== Material for this exercise ==

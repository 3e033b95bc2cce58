//! Axum route handlers for project invitations.

use axum::{
    extract::{Path, Query, State},
    http::StatusCode,
    Json,
};
use serde::Deserialize;
use tracing::info;
use uuid::Uuid;

use crate::accounts::auth::CurrentUser;
use crate::accounts::store::find_user_by_id;
use crate::applications::handlers::clean_message;
use crate::errors::AppError;
use crate::invitations::store::{
    count_for, delete_pending, find_for_recipient, find_invitation, insert_invitation, list_for,
    reopen_invitation, resolve_pending, InvitationDetail, Side,
};
use crate::memberships::store::{add_member, is_member};
use crate::models::application::Decision;
use crate::models::invitation::InvitationRow;
use crate::pagination::{Page, PageQuery};
use crate::projects::load_owned_project;
use crate::state::AppState;

pub const INVITATIONS_PER_PAGE: u32 = 10;

#[derive(Debug, Default, Deserialize)]
pub struct InviteRequest {
    pub message: Option<String>,
}

#[derive(Debug, Deserialize)]
pub struct RespondRequest {
    pub action: Decision,
}

/// How an invitation request is carried out.
#[derive(Debug, Clone, Copy, PartialEq, Eq)]
pub enum InviteAction {
    Create,
    /// Reopen the answered invitation with this id.
    Reopen(Uuid),
}

/// Decides how `sender_id` may invite `recipient_id`, given any invitation
/// the recipient already has for the project.
pub fn plan_invite(
    sender_id: Uuid,
    recipient_id: Uuid,
    recipient_is_member: bool,
    existing: Option<&InvitationRow>,
) -> Result<InviteAction, AppError> {
    if recipient_id == sender_id {
        return Err(AppError::Validation("You cannot invite yourself".to_string()));
    }
    if recipient_is_member {
        return Err(AppError::Conflict(
            "This user is already a member of the project".to_string(),
        ));
    }
    match existing {
        Some(invitation) if invitation.is_pending() => Err(AppError::Conflict(
            "This user already has a pending invitation".to_string(),
        )),
        Some(invitation) => Ok(InviteAction::Reopen(invitation.id)),
        None => Ok(InviteAction::Create),
    }
}

/// Only the recipient answers, and only while the invitation is pending.
pub fn check_can_respond(invitation: &InvitationRow, user_id: Uuid) -> Result<(), AppError> {
    if invitation.recipient_id != user_id {
        return Err(AppError::Forbidden(
            "Only the invited user can respond to this invitation".to_string(),
        ));
    }
    if !invitation.is_pending() {
        return Err(AppError::Conflict(
            "This invitation has already been answered".to_string(),
        ));
    }
    Ok(())
}

/// Only the sender cancels, and only while the invitation is pending.
pub fn check_can_cancel(invitation: &InvitationRow, user_id: Uuid) -> Result<(), AppError> {
    if invitation.sender_id != user_id {
        return Err(AppError::Forbidden(
            "Only the sender can cancel this invitation".to_string(),
        ));
    }
    if !invitation.is_pending() {
        return Err(AppError::Conflict(
            "Answered invitations cannot be cancelled".to_string(),
        ));
    }
    Ok(())
}

/// POST /api/v1/projects/:id/invitations/:user_id
pub async fn handle_invite(
    State(state): State<AppState>,
    current: CurrentUser,
    Path((project_id, recipient_id)): Path<(Uuid, Uuid)>,
    body: Option<Json<InviteRequest>>,
) -> Result<(StatusCode, Json<InvitationRow>), AppError> {
    let req = body.map(|Json(r)| r).unwrap_or_default();
    let message = clean_message(req.message.as_deref())?;

    load_owned_project(&state.db, project_id, current.id()).await?;
    find_user_by_id(&state.db, recipient_id)
        .await?
        .ok_or_else(|| AppError::NotFound(format!("User {recipient_id} not found")))?;
    let (recipient_is_member, existing) = tokio::try_join!(
        is_member(&state.db, project_id, recipient_id),
        find_for_recipient(&state.db, project_id, recipient_id),
    )?;

    let invitation = match plan_invite(
        current.id(),
        recipient_id,
        recipient_is_member,
        existing.as_ref(),
    )? {
        InviteAction::Create => {
            insert_invitation(&state.db, project_id, current.id(), recipient_id, message).await?
        }
        InviteAction::Reopen(id) => reopen_invitation(&state.db, id, current.id(), message)
            .await?
            .ok_or_else(|| {
                AppError::Conflict("This user already has a pending invitation".to_string())
            })?,
    };

    info!(
        "User {} invited {} to project {}",
        current.id(),
        recipient_id,
        project_id
    );
    Ok((StatusCode::CREATED, Json(invitation)))
}

/// GET /api/v1/invitations
pub async fn handle_received_invitations(
    State(state): State<AppState>,
    current: CurrentUser,
    Query(page): Query<PageQuery>,
) -> Result<Json<Page<InvitationDetail>>, AppError> {
    list_page(&state, Side::Received, current.id(), page).await
}

/// GET /api/v1/invitations/sent
pub async fn handle_sent_invitations(
    State(state): State<AppState>,
    current: CurrentUser,
    Query(page): Query<PageQuery>,
) -> Result<Json<Page<InvitationDetail>>, AppError> {
    list_page(&state, Side::Sent, current.id(), page).await
}

/// POST /api/v1/invitations/:id/respond
pub async fn handle_respond(
    State(state): State<AppState>,
    current: CurrentUser,
    Path(id): Path<Uuid>,
    Json(req): Json<RespondRequest>,
) -> Result<Json<InvitationRow>, AppError> {
    let invitation = load_invitation(&state, id).await?;
    check_can_respond(&invitation, current.id())?;

    let mut tx = state.db.begin().await?;
    let answered = resolve_pending(&mut *tx, id, req.action.resulting_status())
        .await?
        .ok_or_else(|| {
            AppError::Conflict("This invitation has already been answered".to_string())
        })?;
    if let Some(role) = req.action.grants_membership() {
        add_member(&mut *tx, answered.project_id, answered.recipient_id, role).await?;
    }
    tx.commit().await?;

    info!("Invitation {} {} by {}", answered.id, answered.status, current.id());
    Ok(Json(answered))
}

/// DELETE /api/v1/invitations/:id
pub async fn handle_cancel(
    State(state): State<AppState>,
    current: CurrentUser,
    Path(id): Path<Uuid>,
) -> Result<StatusCode, AppError> {
    let invitation = load_invitation(&state, id).await?;
    check_can_cancel(&invitation, current.id())?;
    if !delete_pending(&state.db, id).await? {
        return Err(AppError::Conflict(
            "Answered invitations cannot be cancelled".to_string(),
        ));
    }
    info!("Invitation {id} cancelled by {}", current.id());
    Ok(StatusCode::NO_CONTENT)
}

async fn list_page(
    state: &AppState,
    side: Side,
    user_id: Uuid,
    page: PageQuery,
) -> Result<Json<Page<InvitationDetail>>, AppError> {
    let (limit, offset) = page.limit_offset(INVITATIONS_PER_PAGE);
    let items = list_for(&state.db, side, user_id, limit, offset).await?;
    let total = count_for(&state.db, side, user_id, None).await?;
    Ok(Json(Page::from_slice(
        items,
        page.page(),
        INVITATIONS_PER_PAGE,
        total.max(0) as u64,
    )))
}

async fn load_invitation(state: &AppState, id: Uuid) -> Result<InvitationRow, AppError> {
    find_invitation(&state.db, id)
        .await?
        .ok_or_else(|| AppError::NotFound(format!("Invitation {id} not found")))
}

#[cfg(test)]
mod tests {
    use super::*;
    use chrono::Utc;

    fn make_invitation(sender_id: Uuid, recipient_id: Uuid, status: &str) -> InvitationRow {
        InvitationRow {
            id: Uuid::new_v4(),
            project_id: Uuid::new_v4(),
            sender_id,
            recipient_id,
            status: status.to_string(),
            message: None,
            created_at: Utc::now(),
        }
    }

    #[test]
    fn test_fresh_invite_is_created() {
        let action = plan_invite(Uuid::new_v4(), Uuid::new_v4(), false, None).unwrap();
        assert_eq!(action, InviteAction::Create);
    }

    #[test]
    fn test_self_invite_is_rejected_before_membership() {
        let me = Uuid::new_v4();
        // The creator is always a member of their own project.
        assert!(matches!(
            plan_invite(me, me, true, None),
            Err(AppError::Validation(_))
        ));
    }

    #[test]
    fn test_member_cannot_be_invited() {
        assert!(matches!(
            plan_invite(Uuid::new_v4(), Uuid::new_v4(), true, None),
            Err(AppError::Conflict(_))
        ));
    }

    #[test]
    fn test_pending_invitation_conflicts_and_answered_is_reopened() {
        let (sender, recipient) = (Uuid::new_v4(), Uuid::new_v4());
        let pending = make_invitation(sender, recipient, "pending");
        assert!(matches!(
            plan_invite(sender, recipient, false, Some(&pending)),
            Err(AppError::Conflict(_))
        ));
        for status in ["accepted", "rejected"] {
            let answered = make_invitation(sender, recipient, status);
            assert_eq!(
                plan_invite(sender, recipient, false, Some(&answered)).unwrap(),
                InviteAction::Reopen(answered.id)
            );
        }
    }

    #[test]
    fn test_only_recipient_responds_while_pending() {
        let (sender, recipient) = (Uuid::new_v4(), Uuid::new_v4());
        let pending = make_invitation(sender, recipient, "pending");
        assert!(check_can_respond(&pending, recipient).is_ok());
        assert!(matches!(
            check_can_respond(&pending, sender),
            Err(AppError::Forbidden(_))
        ));
        let answered = make_invitation(sender, recipient, "accepted");
        assert!(matches!(
            check_can_respond(&answered, recipient),
            Err(AppError::Conflict(_))
        ));
    }

    #[test]
    fn test_only_sender_cancels_while_pending() {
        let (sender, recipient) = (Uuid::new_v4(), Uuid::new_v4());
        let pending = make_invitation(sender, recipient, "pending");
        assert!(check_can_cancel(&pending, sender).is_ok());
        assert!(matches!(
            check_can_cancel(&pending, recipient),
            Err(AppError::Forbidden(_))
        ));
        let answered = make_invitation(sender, recipient, "rejected");
        assert!(matches!(
            check_can_cancel(&answered, sender),
            Err(AppError::Conflict(_))
        ));
    }

    #[test]
    fn test_respond_request_parses_action() {
        let req: RespondRequest =
            serde_json::from_value(serde_json::json!({ "action": "accept" })).unwrap();
        assert_eq!(req.action, Decision::Accept);
    }

    #[test]
    fn test_invite_request_message_is_optional() {
        let req: InviteRequest = serde_json::from_value(serde_json::json!({})).unwrap();
        assert!(req.message.is_none());
    }
}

===

▶ [Brief] Within the listing above, give again exactly every line from the line with "find_invitation(&state.db, id)" through the line with "assert!(check_can_respond(&pending, recipient).is_ok());", both included, and no other line.

▶ [Exercise result]
    find_invitation(&state.db, id)
        .await?
        .ok_or_else(|| AppError::NotFound(format!("Invitation {id} not found")))
}

#[cfg(test)]
mod tests {
    use super::*;
    use chrono::Utc;

    fn make_invitation(sender_id: Uuid, recipient_id: Uuid, status: &str) -> InvitationRow {
        InvitationRow {
            id: Uuid::new_v4(),
            project_id: Uuid::new_v4(),
            sender_id,
            recipient_id,
            status: status.to_string(),
            message: None,
            created_at: Utc::now(),
        }
    }

    #[test]
    fn test_fresh_invite_is_created() {
        let action = plan_invite(Uuid::new_v4(), Uuid::new_v4(), false, None).unwrap();
        assert_eq!(action, InviteAction::Create);
    }

    #[test]
    fn test_self_invite_is_rejected_before_membership() {
        let me = Uuid::new_v4();
        // The creator is always a member of their own project.
        assert!(matches!(
            plan_invite(me, me, true, None),
            Err(AppError::Validation(_))
        ));
    }

    #[test]
    fn test_member_cannot_be_invited() {
        assert!(matches!(
            plan_invite(Uuid::new_v4(), Uuid::new_v4(), true, None),
            Err(AppError::Conflict(_))
        ));
    }

    #[test]
    fn test_pending_invitation_conflicts_and_answered_is_reopened() {
        let (sender, recipient) = (Uuid::new_v4(), Uuid::new_v4());
        let pending = make_invitation(sender, recipient, "pending");
        assert!(matches!(
            plan_invite(sender, recipient, false, Some(&pending)),
            Err(AppError::Conflict(_))
        ));
        for status in ["accepted", "rejected"] {
            let answered = make_invitation(sender, recipient, status);
            assert_eq!(
                plan_invite(sender, recipient, false, Some(&answered)).unwrap(),
                InviteAction::Reopen(answered.id)
            );
        }
    }

    #[test]
    fn test_only_recipient_responds_while_pending() {
        let (sender, recipient) = (Uuid::new_v4(), Uuid::new_v4());
        let pending = make_invitation(sender, recipient, "pending");
        assert!(check_can_respond(&pending, recipient).is_ok());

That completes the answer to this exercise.